"""

// SPDX-License-Identifier: BUSL-1.1
// Copyright (c) 2026 Alfred Jean LLC

//! Idle Supervisor (C9, §4.9): periodically checks every running agent's
//! enabled activity signals and stops it once all of them have gone quiet
//! for longer than its `idle_timeout_seconds`.
//!
//! Grounded on the teacher's `daemon/src/engine/scheduler.rs` poll-loop
//! shape (a single `tokio::time::interval` tick driving a scan over live
//! work, rather than one task per item) — here the "work" is running
//! agents instead of queued jobs, and the idle check reads
//! [`fm_storage::ActivityStore`] mtimes instead of a job heartbeat.

use std::time::Duration;

use fm_adapters::NotifyAdapter;
use fm_core::{AgentId, AgentStatus, Clock, IdleMode};
use fm_storage::StoreError;
use thiserror::Error;
use tracing::{info, warn};

use crate::context::DaemonContext;
use crate::lifecycle::{self, LifecycleError};

#[derive(Debug, Error)]
pub enum IdleError {
    #[error(transparent)]
    Store(#[from] StoreError),
}

/// Activity sources each [`IdleMode`] treats as resetting the idle clock.
/// `run` additionally requires the session itself to still be alive —
/// handled separately in [`is_idle`] since it isn't a file mtime.
fn enabled_sources(mode: IdleMode) -> &'static [&'static str] {
    match mode {
        IdleMode::Io => &["user", "agent", "ssh", "create", "boot"],
        IdleMode::User => &["user", "ssh", "create", "boot"],
        IdleMode::Agent => &["agent", "ssh", "create", "boot"],
        IdleMode::Ssh => &["ssh", "create", "boot"],
        IdleMode::Create => &["create"],
        IdleMode::Boot => &["boot"],
        IdleMode::Start => &["boot"],
        IdleMode::Run => &["create", "boot"],
        IdleMode::Disabled => &[],
    }
}

/// Evaluates whether a single agent is idle right now.
async fn is_idle<C: Clock, N: NotifyAdapter>(
    ctx: &DaemonContext<C, N>,
    host_id: &fm_core::HostId,
    agent: &fm_core::AgentDescriptor,
) -> bool {
    if agent.idle_mode == IdleMode::Disabled {
        return false;
    }
    if agent.idle_mode == IdleMode::Run {
        let session = ctx.session_name(&agent.name);
        let host = match ctx.store.read_host(host_id) {
            Ok(h) => h,
            Err(_) => return false,
        };
        if ctx.session.has(&host, &session).await.unwrap_or(true) {
            return false;
        }
    }
    let now = ctx.clock.epoch_ms();
    let sources = enabled_sources(agent.idle_mode);
    if sources.is_empty() {
        return false;
    }
    let timeout_ms = agent.idle_timeout_seconds.saturating_mul(1000);
    match ctx.activity.latest(host_id, sources) {
        Some(last) => now.saturating_sub(last) >= timeout_ms,
        // No activity recorded at all since the agent started: idle only
        // once it has lived at least the timeout.
        None => now.saturating_sub(agent.started_at_epoch_ms.unwrap_or(agent.created_at_epoch_ms)) >= timeout_ms,
    }
}

/// One scan over every running agent, stopping whichever are idle.
/// Returns the agents it stopped.
pub async fn poll_once<C: Clock, N: NotifyAdapter>(ctx: &DaemonContext<C, N>) -> Result<Vec<AgentId>, IdleError> {
    let mut stopped = Vec::new();
    for host in ctx.store.list_hosts()? {
        if host.destroyed {
            continue;
        }
        for agent in ctx.store.list_agents_on_host(&host.id)? {
            if agent.status != AgentStatus::Running {
                continue;
            }
            if is_idle(ctx, &host.id, &agent).await {
                info!(agent = %agent.id, host = %host.id, "idle timeout reached, stopping");
                match lifecycle::stop_agent(ctx, agent.id.as_str()).await {
                    Ok(_) => stopped.push(agent.id),
                    Err(LifecycleError::HostLocked) => {
                        // Another operation is already touching this host;
                        // the next tick will retry.
                    }
                    Err(e) => warn!(agent = %agent.id, error = %e, "idle stop failed"),
                }
            }
        }
    }
    Ok(stopped)
}

/// Runs [`poll_once`] on a fixed interval until the daemon shuts down.
pub async fn run<C: Clock, N: NotifyAdapter>(ctx: DaemonContext<C, N>, interval: Duration) {
    let mut ticker = tokio::time::interval(interval);
    loop {
        ticker.tick().await;
        if let Err(e) = poll_once(&ctx).await {
            warn!(error = %e, "idle supervisor poll failed");
        }
    }
}

#[cfg(test)]
mod tests {
    use super::*;

    #[test]
    fn disabled_mode_has_no_enabled_sources() {
        assert!(enabled_sources(IdleMode::Disabled).is_empty());
    }

    #[test]
    fn only_create_and_boot_are_tamper_resistant_sources() {
        for src in enabled_sources(IdleMode::Create) {
            assert!(["create"].contains(src));
        }
        for src in enabled_sources(IdleMode::Boot) {
            assert!(["boot"].contains(src));
        }
    }

    #[test]
    fn start_mode_mirrors_boot() {
        assert_eq!(enabled_sources(IdleMode::Start), enabled_sources(IdleMode::Boot));
    }

    #[test]
    fn io_mode_enables_every_forgeable_and_tamper_resistant_source() {
        let sources = enabled_sources(IdleMode::Io);
        for expected in ["user", "agent", "ssh", "create", "boot"] {
            assert!(sources.contains(&expected));
        }
    }
}
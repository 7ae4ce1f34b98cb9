// SPDX-License-Identifier: BUSL-1.1
// Copyright (c) 2026 Alfred Jean LLC

//! Structured error taxonomy (§7) shared by every FM crate and surfaced to
//! the CLI as an exit code.
//!
//! Grounded on the teacher's per-adapter `thiserror` enums (e.g. its agent
//! adapter's `AgentAdapterError`): one shared taxonomy type, carrying kind,
//! operation, identifiers, and an optional cause, instead of one bespoke
//! error enum per crate.

use std::fmt;

/// The seven failure categories of spec §7.
#[derive(Debug, Clone, Copy, PartialEq, Eq, serde::Serialize, serde::Deserialize)]
#[serde(rename_all = "snake_case")]
pub enum ErrorKind {
    InvalidRequest,
    NotFound,
    LockContention,
    Unavailable,
    Quota,
    InvalidSpec,
    Timeout,
    Integrity,
    Internal,
}

impl ErrorKind {
    /// Whether a caller may usefully retry an operation that failed with
    /// this kind. The orchestrator never retries internally (§7) — this is
    /// only a hint surfaced to the user or an outer scripted loop.
    pub fn retryable(self) -> bool {
        matches!(self, ErrorKind::LockContention | ErrorKind::Unavailable)
    }

    /// Process exit code per spec §6's common exit codes.
    pub fn exit_code(self) -> i32 {
        match self {
            ErrorKind::InvalidRequest | ErrorKind::InvalidSpec => 2,
            ErrorKind::NotFound => 3,
            ErrorKind::LockContention => 4,
            ErrorKind::Timeout => 5,
            ErrorKind::Unavailable
            | ErrorKind::Quota
            | ErrorKind::Integrity
            | ErrorKind::Internal => 1,
        }
    }
}

impl fmt::Display for ErrorKind {
    fn fmt(&self, f: &mut fmt::Formatter<'_>) -> fmt::Result {
        let s = match self {
            ErrorKind::InvalidRequest => "invalid_request",
            ErrorKind::NotFound => "not_found",
            ErrorKind::LockContention => "lock_contention",
            ErrorKind::Unavailable => "unavailable",
            ErrorKind::Quota => "quota",
            ErrorKind::InvalidSpec => "invalid_spec",
            ErrorKind::Timeout => "timeout",
            ErrorKind::Integrity => "integrity",
            ErrorKind::Internal => "internal",
        };
        f.write_str(s)
    }
}

/// A structured FM error: kind, the operation that failed, the identifiers
/// involved, and an optional underlying cause.
#[derive(Debug, thiserror::Error)]
#[error("{operation} failed ({kind}){}{}",
    .host_id.as_ref().map(|h| format!(" host={h}")).unwrap_or_default(),
    .agent_id.as_ref().map(|a| format!(" agent={a}")).unwrap_or_default())]
pub struct FmError {
    pub kind: ErrorKind,
    pub operation: &'static str,
    pub host_id: Option<String>,
    pub agent_id: Option<String>,
    #[source]
    pub cause: Option<Box<dyn std::error::Error + Send + Sync + 'static>>,
}

impl FmError {
    pub fn new(kind: ErrorKind, operation: &'static str) -> Self {
        Self { kind, operation, host_id: None, agent_id: None, cause: None }
    }

    pub fn host(mut self, host_id: impl Into<String>) -> Self {
        self.host_id = Some(host_id.into());
        self
    }

    pub fn agent(mut self, agent_id: impl Into<String>) -> Self {
        self.agent_id = Some(agent_id.into());
        self
    }

    pub fn cause(mut self, cause: impl std::error::Error + Send + Sync + 'static) -> Self {
        self.cause = Some(Box::new(cause));
        self
    }

    pub fn not_found(operation: &'static str) -> Self {
        Self::new(ErrorKind::NotFound, operation)
    }

    pub fn invalid_request(operation: &'static str) -> Self {
        Self::new(ErrorKind::InvalidRequest, operation)
    }

    pub fn lock_contention(operation: &'static str) -> Self {
        Self::new(ErrorKind::LockContention, operation)
    }

    pub fn unavailable(operation: &'static str) -> Self {
        Self::new(ErrorKind::Unavailable, operation)
    }

    pub fn timeout(operation: &'static str) -> Self {
        Self::new(ErrorKind::Timeout, operation)
    }

    pub fn exit_code(&self) -> i32 {
        self.kind.exit_code()
    }
}

#[cfg(test)]
mod tests {
    use super::*;

    #[test]
    fn retryable_kinds() {
        assert!(ErrorKind::Unavailable.retryable());
        assert!(ErrorKind::LockContention.retryable());
        assert!(!ErrorKind::NotFound.retryable());
    }

    #[test]
    fn exit_codes_match_spec_table() {
        assert_eq!(ErrorKind::InvalidRequest.exit_code(), 2);
        assert_eq!(ErrorKind::NotFound.exit_code(), 3);
        assert_eq!(ErrorKind::LockContention.exit_code(), 4);
        assert_eq!(ErrorKind::Timeout.exit_code(), 5);
        assert_eq!(ErrorKind::Internal.exit_code(), 1);
    }

    #[test]
    fn display_includes_identifiers() {
        let err = FmError::not_found("destroy_host").host("hst-abc");
        let msg = err.to_string();
        assert!(msg.contains("destroy_host"));
        assert!(msg.contains("hst-abc"));
    }
}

"""

Where the word "surfaced" shows up in a line of the records above, count that line; then give the count by itself.

2